Rencontre entre Medveščak (Croatie) et le Dinamo de Minsk (Bielorrussie) (crédit photo KHLhr)

Une ligue professionnelle de hockey de 28 équipes réparties en deux conférences (ouest et est) et plusieurs divisions qui évoluent dans un championnat fermé, cela vous dit quelque chose ? Et bien, non, il ne s’agit pas de la Ligue Nationale de Hockey nord américaine, mais de la KHL la « Kontinentalnaïa Hokkeïnaïa Liga», ligue continentale de hockey européenne.

Ce championnat de hockey constitue une compétition doublement intéressante, à la fois parce qu’elle est le premier championnat sportif professionnel unifié à l’échelle du continent européen, mais également parce qu’elle pourrait à terme inverser le rapport de force économique avec son équivalent nord américain.
Présentation de la KHL.

La KHL c’est une ligue de hockey fermée fondée en 2008 et constituée de 28 clubs originaires de 8 pays répartis dans 4 divisions et deux conférences.
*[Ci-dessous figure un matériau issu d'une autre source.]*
//! Reassembling a byte stream into CR/LF terminated lines.
//!
//! A [`LineBuffer`] holds the bytes received since the last complete line. Data
//! is read directly into its [`spare`](LineBuffer::spare) capacity and complete
//! lines are taken out with [`next_line`](LineBuffer::next_line). Any trailing
//! partial line stays in the buffer until more data arrives.
//!
//! ```
//! # use bedlevel::line::LineBuffer;
//! let mut buffer = LineBuffer::new();
//! buffer.extend(b"{\"posz\":1.2");
//! assert_eq!(buffer.next_line(), None);
//! buffer.extend(b"34}\r\nok");
//! assert_eq!(buffer.next_line().as_deref(), Some("{\"posz\":1.234}"));
//! assert_eq!(buffer.next_line(), None);
//! assert_eq!(buffer.len(), 2);
//! ```

/// The carriage return byte.
pub(crate) const CARRIAGE_RETURN: u8 = b'\r';

/// The line feed byte.
pub(crate) const LINE_FEED: u8 = b'\n';

/// Whether the byte terminates a line.
#[inline]
pub(crate) fn is_line_end(byte: u8) -> bool {
	matches!(byte, CARRIAGE_RETURN | LINE_FEED)
}

/// A fixed-capacity buffer of unparsed input.
///
/// The buffer never grows. If it fills up without containing a line
/// terminator, the whole line is treated as corrupt: the buffered bytes are
/// discarded, and so is everything received up to the next terminator.
pub struct LineBuffer {
	/// The buffered bytes. Only `bytes[..len]` is valid.
	bytes: Box<[u8; LineBuffer::CAPACITY]>,
	/// The number of buffered bytes.
	len: usize,
	/// Whether bytes are being dropped until the end of an overlong line.
	resyncing: bool,
}

impl LineBuffer {
	/// The maximum number of bytes, including terminators, a line may occupy.
	pub const CAPACITY: usize = 1024;

	/// Create an empty buffer.
	pub fn new() -> Self {
		LineBuffer {
			bytes: Box::new([0; LineBuffer::CAPACITY]),
			len: 0,
			resyncing: false,
		}
	}

	/// The number of buffered bytes.
	pub fn len(&self) -> usize {
		self.len
	}

	/// Whether the buffer holds no bytes.
	pub fn is_empty(&self) -> bool {
		self.len == 0
	}

	/// Whether the buffer has no spare capacity left.
	pub fn is_full(&self) -> bool {
		self.len == LineBuffer::CAPACITY
	}

	/// Drop all buffered bytes.
	pub fn clear(&mut self) {
		self.len = 0;
		self.resyncing = false;
	}

	/// Whether the rest of an overlong line is still being dropped.
	pub fn is_resyncing(&self) -> bool {
		self.resyncing
	}

	/// The unused capacity of the buffer, to read new data into.
	///
	/// After writing `n` bytes into the slice, call [`commit`](LineBuffer::commit).
	pub fn spare(&mut self) -> &mut [u8] {
		&mut self.bytes[self.len..]
	}

	/// Mark `n` bytes of the [`spare`](LineBuffer::spare) capacity as filled.
	pub fn commit(&mut self, n: usize) {
		assert!(n <= LineBuffer::CAPACITY - self.len, "committed beyond capacity");
		self.len += n;
	}

	/// Copy as much of `data` into the buffer as fits and return the number of
	/// bytes copied.
	pub fn extend(&mut self, data: &[u8]) -> usize {
		let spare = self.spare();
		let n = spare.len().min(data.len());
		spare[..n].copy_from_slice(&data[..n]);
		self.commit(n);
		n
	}

	/// Take the next complete, non-empty line out of the buffer.
	///
	/// The terminator and any run of CR/LF bytes following it are removed and
	/// the remaining bytes are moved to the head of the buffer. Returns `None`
	/// if the buffer contains no terminated line.
	pub fn next_line(&mut self) -> Option<String> {
		if self.resyncing {
			let Some(end) = self.bytes[..self.len].iter().position(|&b| is_line_end(b)) else {
				self.len = 0;
				return None;
			};
			self.bytes.copy_within(end..self.len, 0);
			self.len -= end;
			self.resyncing = false;
		}
		loop {
			let end = self.bytes[..self.len].iter().position(|&b| is_line_end(b))?;
			let rest = self.bytes[end..self.len]
				.iter()
				.position(|&b| !is_line_end(b))
				.map_or(self.len, |i| end + i);
			let line = (end > 0).then(|| String::from_utf8_lossy(&self.bytes[..end]).into_owned());
			self.bytes.copy_within(rest..self.len, 0);
			self.len -= rest;
			// A terminator run split across reads leaves a bare terminator at
			// the head of the buffer.
			if line.is_some() {
				return line;
			}
		}
	}

	/// Discard the contents if the buffer is full and holds no terminator.
	///
	/// Returns the number of bytes dropped. The rest of the line, up to and
	/// including its terminator, is dropped by later calls to
	/// [`next_line`](LineBuffer::next_line). Call this after `next_line`
	/// returned `None`.
	pub fn discard_if_overrun(&mut self) -> usize {
		if self.is_full() && !self.bytes.iter().any(|&b| is_line_end(b)) {
			let dropped = self.len;
			self.clear();
			self.resyncing = true;
			dropped
		} else {
			0
		}
	}
}

impl Default for LineBuffer {
	fn default() -> Self {
		LineBuffer::new()
	}
}

impl std::fmt::Debug for LineBuffer {
	fn fmt(&self, f: &mut std::fmt::Formatter<'_>) -> std::fmt::Result {
		f.debug_struct("LineBuffer")
			.field("pending", &String::from_utf8_lossy(&self.bytes[..self.len]))
			.field("resyncing", &self.resyncing)
			.finish()
	}
}

#[cfg(test)]
mod test {
	use super::*;

	fn drain(buffer: &mut LineBuffer) -> Vec<String> {
		std::iter::from_fn(|| buffer.next_line()).collect()
	}

	#[test]
	fn splits_on_cr_and_lf() {
		let mut buffer = LineBuffer::new();
		buffer.extend(b"ok\r\n{\"posz\":1.0}\rsecond\nthird\n\n\r\n");
		assert_eq!(drain(&mut buffer), ["ok", "{\"posz\":1.0}", "second", "third"]);
		assert!(buffer.is_empty());
	}

	#[test]
	fn partial_line_is_retained() {
		let mut buffer = LineBuffer::new();
		buffer.extend(b"first\r\nsec");
		assert_eq!(drain(&mut buffer), ["first"]);
		assert_eq!(buffer.len(), 3);
		buffer.extend(b"ond\r\n");
		assert_eq!(drain(&mut buffer), ["second"]);
	}

	#[test]
	fn split_line_matches_unsplit_line() {
		let line = b"{\"sr\":{\"posz\":-0.125,\"stat\":3}}\r\n";
		let mut whole = LineBuffer::new();
		whole.extend(line);
		let expected = drain(&mut whole);

		for split in 1..line.len() {
			let mut buffer = LineBuffer::new();
			buffer.extend(&line[..split]);
			let mut lines = drain(&mut buffer);
			buffer.extend(&line[split..]);
			lines.extend(drain(&mut buffer));
			assert_eq!(lines, expected, "split at {split}");
			assert!(buffer.is_empty(), "split at {split}");
		}
	}

	#[test]
	fn leading_terminators_are_skipped() {
		let mut buffer = LineBuffer::new();
		buffer.extend(b"\n\r\nok\n");
		assert_eq!(drain(&mut buffer), ["ok"]);
	}

	#[test]
	fn overrun_is_discarded() {
		let mut buffer = LineBuffer::new();
		let junk = vec![b'x'; LineBuffer::CAPACITY + 10];
		assert_eq!(buffer.extend(&junk), LineBuffer::CAPACITY);
		assert!(buffer.is_full());
		assert_eq!(buffer.next_line(), None);
		assert_eq!(buffer.discard_if_overrun(), LineBuffer::CAPACITY);
		assert!(buffer.is_empty());
		assert!(buffer.is_resyncing());

		// The tail of the overlong line is dropped, then parsing resumes.
		buffer.extend(b"tail\nok\n");
		assert_eq!(drain(&mut buffer), ["ok"]);
		assert!(!buffer.is_resyncing());
	}

	#[test]
	fn overlong_tail_spanning_reads_is_dropped() {
		let mut buffer = LineBuffer::new();
		buffer.extend(&[b'x'; LineBuffer::CAPACITY]);
		assert_eq!(buffer.next_line(), None);
		assert_eq!(buffer.discard_if_overrun(), LineBuffer::CAPACITY);

		buffer.extend(b",\"posz\":9.9");
		assert_eq!(buffer.next_line(), None);
		assert!(buffer.is_empty());
		assert!(buffer.is_resyncing());

		buffer.extend(b"}\r\n{\"prb\":true}\r\n");
		assert_eq!(drain(&mut buffer), ["{\"prb\":true}"]);
	}

	#[test]
	fn full_buffer_with_terminator_is_kept() {
		let mut buffer = LineBuffer::new();
		let mut data = vec![b'y'; LineBuffer::CAPACITY];
		data[10] = b'\n';
		buffer.extend(&data);
		assert_eq!(buffer.discard_if_overrun(), 0);
		assert_eq!(buffer.next_line().unwrap().len(), 10);
	}
}
//! A small library for measuring the flatness of a machine bed by probing it
//! through a serial motion controller.
//!
//! The [`Port`](port::Port) sends G-code [`Command`](command::Command)s and
//! reassembles the controller's replies into lines. A
//! [`Prober`](probe::Prober) uses it to measure the surface height at a point,
//! repeating each measurement until consecutive attempts agree, and to
//! [`survey`](probe::Prober::survey) a rectangular bed.
//!
//! ```rust
//! # use bedlevel::{port::Port, probe::ProbeOptions, survey::Rectangle};
//! # fn wrapper() -> Result<(), Box<dyn std::error::Error>> {
//! let port = Port::open_serial("/dev/ttyUSB0")?;
//! let mut prober = ProbeOptions::new().prober(port);
//! prober.begin()?;
//! let survey = prober.survey(Rectangle::new(200.0, 150.0))?;
//! prober.finish()?;
//! println!("{survey}");
//! # Ok(())
//! # }
//! ```

#![deny(rustdoc::missing_crate_level_docs)]
#![cfg_attr(all(doc, feature = "doc_cfg"), feature(doc_cfg))]

pub mod backend;
pub mod command;
pub mod error;
pub mod line;
pub mod port;
pub mod probe;
pub mod survey;
pub mod telemetry;
pub mod timeout_guard;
Les meilleurs équipes disputent des séries éliminatoires et le vainqueur remporte la Coupe Gagarine, du nom du célèbre cosmonaute soviétique, ce trophée étant le pendant pour la KHL de la Coupe Stanley de LNH.
Les derniers vainqueurs de la compétition étant le Dynamo de Moscou et Oufa.

Parmi les équipes engagées l’on trouve le SKA St Petersbourg, le Dynamo de Minsk biélorusse, le Slovan Bratislava slovaque ou le Dinamo de Riga letton.
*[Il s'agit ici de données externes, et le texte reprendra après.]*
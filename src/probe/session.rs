//! Probing configuration and the state carried from one probe to the next.

use super::{policy::RetryPolicy, Prober};
use crate::{backend::Backend, port::Port};
use std::time::Duration;

/// Options for configuring a [`Prober`](super::Prober).
///
/// All distances are in millimeters and feed rates in millimeters per minute.
///
/// ## Example
///
/// ```rust
/// # use bedlevel::{port::Port, probe::ProbeOptions};
/// # fn wrapper() -> Result<(), Box<dyn std::error::Error>> {
/// let port = Port::open_serial("/dev/ttyUSB0")?;
/// let mut prober = ProbeOptions::new()
///     .clearance(3.0)
///     .feed_slow(50)
///     .prober(port);
/// let measurement = prober.probe_at(10.0, 10.0)?;
/// # Ok(())
/// # }
/// ```
#[derive(Debug, Clone)]
pub struct ProbeOptions {
    /// Height kept above a known surface when moving sideways.
    clearance: f64,
    /// Agreement required between consecutive attempts.
    tolerance: f64,
    /// Feed rate for repositioning and the first, coarse probe.
    feed_fast: u32,
    /// Feed rate for the final, fine probes.
    feed_slow: u32,
    /// Downward travel allowed for the first probe of a run.
    search_depth: f64,
    /// Downward travel allowed below the last known surface for later probes.
    dive_margin: f64,
    /// The fewest attempts made before a reading may be accepted.
    min_attempts: usize,
    /// The most attempts made before giving up on convergence.
    max_attempts: usize,
    /// How long to wait for each new line while collecting a probe result.
    poll_timeout: Duration,
    /// How long to wait for acknowledgements after other commands.
    settle_timeout: Duration,
    /// How long a single probe attempt may collect lines for.
    attempt_timeout: Duration,
    /// A custom retry policy, replacing the standard one.
    policy: Option<RetryPolicy>,
}

impl ProbeOptions {
    /// The default attempt budget.
    pub const DEFAULT_MAX_ATTEMPTS: usize = 20;

    /// Create a set of options with the defaults:
    ///
    /// | option | default |
    /// |---|---|
    /// | `clearance` | 5 mm |
    /// | `tolerance` | 0.05 mm |
    /// | `feed_fast` | 1000 mm/min |
    /// | `feed_slow` | 100 mm/min |
    /// | `search_depth` | 10 mm |
    /// | `dive_margin` | 2 mm |
    /// | `min_attempts` | 2 |
    /// | `max_attempts` | 20 |
    /// | `poll_timeout` | 3 s |
    /// | `settle_timeout` | 100 ms |
    /// | `attempt_timeout` | 120 s |
    ///
    /// Equivalent to [`default`](ProbeOptions::default).
    pub fn new() -> Self {
        ProbeOptions {
            clearance: 5.0,
            tolerance: 0.05,
            feed_fast: 1000,
            feed_slow: 100,
            search_depth: 10.0,
            dive_margin: 2.0,
            min_attempts: 2,
            max_attempts: ProbeOptions::DEFAULT_MAX_ATTEMPTS,
            poll_timeout: Duration::from_secs(3),
            settle_timeout: Duration::from_millis(100),
            attempt_timeout: Duration::from_secs(120),
            policy: None,
        }
    }

    /// Set the height kept above a known surface when moving sideways.
    pub fn clearance(&mut self, clearance: f64) -> &mut Self {
        self.clearance = clearance;
        self
    }

    /// Set how closely consecutive attempts must agree.
    pub fn tolerance(&mut self, tolerance: f64) -> &mut Self {
        self.tolerance = tolerance;
        self
    }

    /// Set the feed rate for repositioning and the first probe.
    pub fn feed_fast(&mut self, feed: u32) -> &mut Self {
        self.feed_fast = feed;
        self
    }

    /// Set the feed rate for the final probes.
    pub fn feed_slow(&mut self, feed: u32) -> &mut Self {
        self.feed_slow = feed;
        self
    }

    /// Set the downward travel allowed for the first probe of a run.
    pub fn search_depth(&mut self, depth: f64) -> &mut Self {
        self.search_depth = depth;
        self
    }

    /// Set the downward travel allowed below the last known surface once the
    /// surface has been found.
    pub fn dive_margin(&mut self, margin: f64) -> &mut Self {
        self.dive_margin = margin;
        self
    }

    /// Set the fewest attempts made before a reading may be accepted.
    ///
    /// Values below 2 are raised to 2, since a reading is only accepted when
    /// it agrees with the previous one.
    pub fn min_attempts(&mut self, attempts: usize) -> &mut Self {
        self.min_attempts = attempts.max(2);
        self
    }

    /// Set the most attempts made at one point. Values below 1 are raised to 1.
    pub fn max_attempts(&mut self, attempts: usize) -> &mut Self {
        self.max_attempts = attempts.max(1);
        self
    }

    /// Set how long to wait for each new line while collecting a probe result.
    pub fn poll_timeout(&mut self, timeout: Duration) -> &mut Self {
        self.poll_timeout = timeout;
        self
    }

    /// Set how long to wait for acknowledgements after other commands.
    pub fn settle_timeout(&mut self, timeout: Duration) -> &mut Self {
        self.settle_timeout = timeout;
        self
    }

    /// Set how long a single probe attempt may collect lines for, however
    /// chatty the controller is.
    pub fn attempt_timeout(&mut self, timeout: Duration) -> &mut Self {
        self.attempt_timeout = timeout;
        self
    }

    /// Replace the standard retry policy with a custom one.
    pub fn policy(&mut self, policy: RetryPolicy) -> &mut Self {
        self.policy = Some(policy);
        self
    }

    /// Create a [`Prober`] that takes ownership of `port` and probes with these options.
    pub fn prober<'p, B: Backend>(&self, port: Port<'p, B>) -> Prober<'p, B> {
        Prober::new(port, self)
    }

    /// The retry policy: the custom one, if set, otherwise
    /// [`RetryPolicy::standard`] built from these options.
    pub fn retry_policy(&self) -> RetryPolicy {
        self.policy.clone().unwrap_or_else(|| {
            RetryPolicy::standard(self.feed_fast, self.feed_slow, self.clearance, self.tolerance)
        })
    }

    /// The fewest attempts made before a reading may be accepted.
    pub fn get_min_attempts(&self) -> usize {
        self.min_attempts
    }

    /// The most attempts made at one point.
    pub fn get_max_attempts(&self) -> usize {
        self.max_attempts
    }

    /// The timeout for each new line while collecting a probe result.
    pub fn get_poll_timeout(&self) -> Duration {
        self.poll_timeout
    }

    /// The timeout for acknowledgements after other commands.
    pub fn get_settle_timeout(&self) -> Duration {
        self.settle_timeout
    }

    /// The time limit for collecting lines in one attempt.
    pub fn get_attempt_timeout(&self) -> Duration {
        self.attempt_timeout
    }
}

impl Default for ProbeOptions {
    fn default() -> Self {
        ProbeOptions::new()
    }
}

/// The state carried from one probe to the next.
///
/// It starts at the origin with the generous search depth, and is updated by
/// the [`Prober`](super::Prober) after every probe.
#[derive(Debug, Clone, PartialEq)]
pub struct Session {
    last_x: f64,
    last_y: f64,
    last_z: f64,
    /// Downward travel allowed below `last_z` for the next probe.
    dive_depth: f64,
    dive_margin: f64,
    clearance: f64,
    feed_fast: u32,
}

impl Session {
    /// Create the state for a new run.
    pub fn new(options: &ProbeOptions) -> Self {
        Session {
            last_x: 0.0,
            last_y: 0.0,
            last_z: 0.0,
            dive_depth: options.search_depth,
            dive_margin: options.dive_margin,
            clearance: options.clearance,
            feed_fast: options.feed_fast,
        }
    }

    /// The most recently measured or commanded position.
    pub fn last_position(&self) -> (f64, f64, f64) {
        (self.last_x, self.last_y, self.last_z)
    }

    /// The most recent Z estimate of the surface.
    pub fn last_z(&self) -> f64 {
        self.last_z
    }

    /// The downward travel allowed below [`last_z`](Session::last_z) for the next probe.
    pub fn dive_depth(&self) -> f64 {
        self.dive_depth
    }

    /// The height kept above a known surface when moving sideways.
    pub fn clearance(&self) -> f64 {
        self.clearance
    }

    /// The feed rate for repositioning and coarse probing.
    pub fn feed_fast(&self) -> u32 {
        self.feed_fast
    }

    /// Record a contact height, used to position the next attempt at the same point.
    pub(crate) fn estimate(&mut self, z: f64) {
        self.last_z = z;
    }

    /// Record the position a probe settled at. The surface is now known, so
    /// later probes only need the small dive margin.
    pub(crate) fn settle(&mut self, x: f64, y: f64, z: f64) {
        self.last_x = x;
        self.last_y = y;
        self.last_z = z;
        self.dive_depth = self.dive_margin;
    }
}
Les hymnes avant un match de KHL (photo de Krume Ivanovski)

Les hymnes avant un match de KHL (photo de Krume Ivanovski)

La KHL, premier championnat professionnel européen.

La création d’un championnat unique européen beaucoup en rêvent, et pourtant aucun grand sport collectif n’y est parvenu. Par défaut ont été crées les « ligues des champions » qui réunissent chaque saison les meilleurs équipes du continent dans leur discipline, mais qui viennent se sur-ajouter aux compétitions nationales.

Cette situation crée d’évidents problèmes de calendrier avec des surcharges, et génère des risques conséquents de blessures par la multiplication des rencontres. Cette contrainte de calendrier  empêche la mise en place de vraies formules de championnat, puisque généralement une première phase de brassage dans des poules de quelques équipes existe  dans ces compétitions européennes  avant de laisser place à une deuxième partie de la compétition dans format de coupe.

Cette situation a un autre effet négatif, elle handicape les grands clubs situés dans des petits championnats (clubs écossais, hollandais en football par exemple) qui ne parviennent pas à trouver l’adversité sportive nécessaire au niveau domestique pour être compétitifs pour les joutes européennes.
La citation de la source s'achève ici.